Blogs don’t coordinate any collaborative process to truth in the way Wikipedia does. In a sense, the votes for any particular position at any particular moment are always uncounted, while at every moment they are always tallied on Wikipedia. But even if they’re untallied, readers of blogs learn to triangulate on the truth. Just as with witnesses at an accident (though better, since these witnesses have reputations), the reader constructs what must be true from a range of views. Cass Sunstein rightly worries that the norms among bloggers have not evolved enough to include internal diversity of citation[29]. That may well be true. But whatever the normal reading practice is for ordinary issues, the diversity of the blogosphere gives readers an extremely wide range of views to consider when any major issue — such as that which stung Salinger — emerges. When tied to the maturing reputation system that constantly tempers influence, this means that it is easier to balance extreme views with the correction that many voices can build.

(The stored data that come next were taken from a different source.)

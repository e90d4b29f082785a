//! End-to-end behaviour of the primitives, on a paused clock where time matters.

use std::sync::atomic::{AtomicU32, Ordering};
use std::sync::Arc;
use std::time::Duration;

use bounded_resilience::config::{CacheConfig, CircuitBreakerConfig, QueueConfig};
use bounded_resilience::resilience::retry_with_backoff_if;
use bounded_resilience::{
    BoundedCache, BoundedQueue, CallPipeline, CircuitBreaker, CircuitState, ConcurrencyLimiter,
    RateLimiter, ResilienceError,
};

mod common;

#[test]
fn test_cache_evicts_least_recently_set() {
    let cache = BoundedCache::new(CacheConfig::new("scenario", 2, 0)).unwrap();
    cache.set("a", 1);
    cache.set("b", 2);
    cache.set("c", 3);

    assert_eq!(cache.get(&"a"), None);
    assert_eq!(cache.get(&"b"), Some(2));
    assert_eq!(cache.get(&"c"), Some(3));
}

#[test]
fn test_cache_get_refreshes_recency() {
    let cache = BoundedCache::new(CacheConfig::new("scenario", 2, 0)).unwrap();
    cache.set("a", 1);
    cache.set("b", 2);
    assert_eq!(cache.get(&"a"), Some(1));
    cache.set("c", 3);

    assert_eq!(cache.get(&"b"), None);
    assert_eq!(cache.get(&"a"), Some(1));
    assert_eq!(cache.get(&"c"), Some(3));
}

#[tokio::test(start_paused = true)]
async fn test_cache_ttl_boundary() {
    let cache = BoundedCache::new(CacheConfig::new("ttl", 10, 1_000)).unwrap();
    cache.set("quote", 42);

    tokio::time::advance(Duration::from_millis(999)).await;
    assert_eq!(cache.get(&"quote"), Some(42));

    tokio::time::advance(Duration::from_millis(2)).await;
    assert_eq!(cache.get(&"quote"), None);
    cache.destroy();
}

#[tokio::test(start_paused = true)]
async fn test_breaker_opens_then_recovers() {
    let breaker = CircuitBreaker::new(CircuitBreakerConfig {
        name: "scenario".to_string(),
        failure_threshold: 2,
        reset_timeout_ms: 1_000,
        half_open_max_calls: 1,
    })
    .unwrap();

    for _ in 0..2 {
        let result = breaker.execute(|| async { Err::<(), _>("down") }).await;
        assert!(matches!(result, Err(ResilienceError::Operation("down"))));
    }
    assert_eq!(breaker.state(), CircuitState::Open);

    tokio::time::advance(Duration::from_millis(500)).await;
    let invoked = AtomicU32::new(0);
    let result = breaker
        .execute(|| async {
            invoked.fetch_add(1, Ordering::SeqCst);
            Ok::<_, &str>(())
        })
        .await;
    assert!(result.unwrap_err().is_circuit_open());
    assert_eq!(invoked.load(Ordering::SeqCst), 0);

    tokio::time::advance(Duration::from_millis(501)).await;
    let result = breaker.execute(|| async { Ok::<_, &str>("fresh") }).await;
    assert_eq!(result.unwrap(), "fresh");
    assert_eq!(breaker.state(), CircuitState::Closed);
}

#[tokio::test(start_paused = true)]
async fn test_rate_limiter_burst_and_refill() {
    let limiter = RateLimiter::with_rate(5.0, 1.0).unwrap();
    for _ in 0..5 {
        assert!(limiter.try_acquire(1));
    }
    assert!(!limiter.try_acquire(1));

    tokio::time::advance(Duration::from_millis(1_000)).await;
    assert!(limiter.try_acquire(1));
}

#[test]
fn test_queue_backpressure_hysteresis() {
    let config = QueueConfig {
        high_water_mark: Some(3),
        low_water_mark: Some(1),
        ..QueueConfig::new("scenario", 3)
    };
    let queue = BoundedQueue::new(config).unwrap();

    for i in 0..3 {
        queue.enqueue(i);
    }
    assert!(queue.is_backpressured());

    assert_eq!(queue.dequeue(), Some(0));
    assert!(queue.is_backpressured());
    assert_eq!(queue.dequeue(), Some(1));
    assert_eq!(queue.len(), 1);
    assert!(!queue.is_backpressured());
}

#[tokio::test(start_paused = true)]
async fn test_pipeline_rides_out_transient_failures() {
    let pipeline = CallPipeline::from_config(&common::pipeline_config()).unwrap();
    let collaborator = common::Collaborator::new(2, Duration::from_millis(5));

    let result = pipeline.call(|| collaborator.call()).await;

    assert_eq!(result.unwrap(), 3);
    assert_eq!(collaborator.calls(), 3);
    assert_eq!(pipeline.breaker().state(), CircuitState::Closed);
}

#[tokio::test(start_paused = true)]
async fn test_pipeline_fails_fast_once_open() {
    let pipeline = CallPipeline::from_config(&common::pipeline_config()).unwrap();
    let collaborator = common::Collaborator::new(u32::MAX, Duration::from_millis(5));

    for _ in 0..2 {
        let err = pipeline.call(|| collaborator.call()).await.unwrap_err();
        assert!(matches!(err, ResilienceError::RetriesExhausted { attempts: 3, .. }));
    }
    assert_eq!(collaborator.calls(), 6);

    let err = pipeline.call(|| collaborator.call()).await.unwrap_err();
    assert!(err.is_circuit_open());
    assert_eq!(collaborator.calls(), 6);
    assert_eq!(pipeline.stats().breaker.total_rejections, 1);
}

#[tokio::test(start_paused = true)]
async fn test_retry_around_breaker_stops_on_rejection() {
    let breaker = CircuitBreaker::new(CircuitBreakerConfig {
        failure_threshold: 1,
        reset_timeout_ms: 60_000,
        ..CircuitBreakerConfig::default()
    })
    .unwrap();
    let collaborator = common::Collaborator::new(u32::MAX, Duration::from_millis(1));
    let (breaker, collaborator) = (&breaker, &collaborator);

    let result = retry_with_backoff_if(
        move || breaker.execute(move || collaborator.call()),
        &common::quick_retries(5),
        |err: &ResilienceError<String>| !err.is_rejection(),
    )
    .await;

    // First attempt trips the breaker, the second is refused and not retried.
    let err = result.unwrap_err().flatten();
    assert!(matches!(err, ResilienceError::CircuitOpen { .. }));
    assert_eq!(collaborator.calls(), 1);
}

#[tokio::test(start_paused = true)]
async fn test_limiter_bounds_parallel_calls() {
    let limiter = Arc::new(ConcurrencyLimiter::with_max(2).unwrap());
    let collaborator = Arc::new(common::Collaborator::new(0, Duration::from_millis(100)));
    let start = tokio::time::Instant::now();

    let calls = (0..6).map(|_| {
        let limiter = limiter.clone();
        let collaborator = collaborator.clone();
        async move { limiter.execute(|| collaborator.call()).await }
    });
    let results = futures_util::future::join_all(calls).await;

    assert!(results.iter().all(Result::is_ok));
    // Six 100ms calls, two at a time.
    assert!(start.elapsed() >= Duration::from_millis(300));
    assert_eq!(limiter.stats().running, 0);
}
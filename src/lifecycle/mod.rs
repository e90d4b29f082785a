//! Lifecycle management for background work owned by the primitives.
//!
//! # Flow
//! ```text
//! BoundedCache / BoundedQueue with a TTL:
//!     → sweeper.rs spawns a periodic purge task holding a Weak handle
//!     → shutdown.rs signal (destroy) or owner drop ends the task
//! ```
//!
//! # Design Decisions
//! - Sweep tasks never keep their container alive
//! - Without a Tokio runtime no task is spawned; expiry stays lazy

pub mod shutdown;
pub mod sweeper;

pub use shutdown::Shutdown;
pub use sweeper::{spawn_sweeper, sweep_interval, Sweep};
//! Bounded in-memory containers.
//!
//! # Data Flow
//! ```text
//! Adapter state (request history, short-lived results)
//!     → cache.rs (LRU + TTL, eviction hook)
//!
//! Pending work
//!     → queue.rs (FIFO / priority / reject, backpressure signal)
//!     → consumer drains at its own pace
//! ```
//!
//! # Design Decisions
//! - Hard capacity on every container; growth is never unbounded
//! - Operations never suspend the caller
//! - TTL sweeps run on the Tokio runtime when one is available

pub mod cache;
pub mod queue;

pub use cache::{BoundedCache, CacheEntry, CacheStats, EvictionHook};
pub use queue::{BoundedQueue, QueueEvent, QueueItem, QueueMetrics};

A credibility can thus emerge, that, while not perfect, is at least differently encumbered. NBC News must worry about its bottom line, because its reporting increasingly responds to it. Blogs don’t have a bottom line. They are — in the main — amateurs. Reputation constrains both, and the competition between the two forms of journalism has increasingly improved each. We have a richer environment for free speech today than five years ago — a commercial press tempered by blogs regulated by a technology of reputation that guides the reader as much as the writer.

Errors will remain. Everyone has a favorite example — mine is the ridiculous story about Al Gore claiming to have “invented the Internet.” The story originated with a CNN interview on March 9, 1999. In that interview, in response to a question about what was different about Gore over Bradley, Gore said the following:

During my service in the United States Congress, I took the initiative in creating the Internet. I took the initiative in moving forward a whole range of initiatives that have proven to be important to our country’s economic growth and environmental protection, improvements in our educational system[30].

As is clear from the context, Gore is stating not that he invented the technology of the Internet, but that he “took the initiative in moving forward a whole range of initiatives” that have been important to the country. But the story was retold as the claim that Gore “invented the Internet.” That’s how the Internet journalist Declan McCullagh repeated it two weeks later: “The vice president offered up a whopper of a tall tale in which he claimed to have invented the Internet. ” That characterization — plainly false — stuck. In a 2003 study of the media’s handling of the story, Chip Health and Jonathan Bendor conclude, “We show that the false version of Gore’s statement dominated the true one in mainstream political discourse by a wide margin. This is a clear failure in the marketplace of ideas, which we document in detail[31]”.

The only redeeming part of this story is that it’s simple to document the falsity — because of the Internet. Seth Finkelstein, a programmer and anti-censorware activist, has created a page on the Internet collecting the original interview and the subsequent reports about it[32]. His is the model of the very best the Internet could be. That virtue, however, didn’t carry too far beyond the Internet.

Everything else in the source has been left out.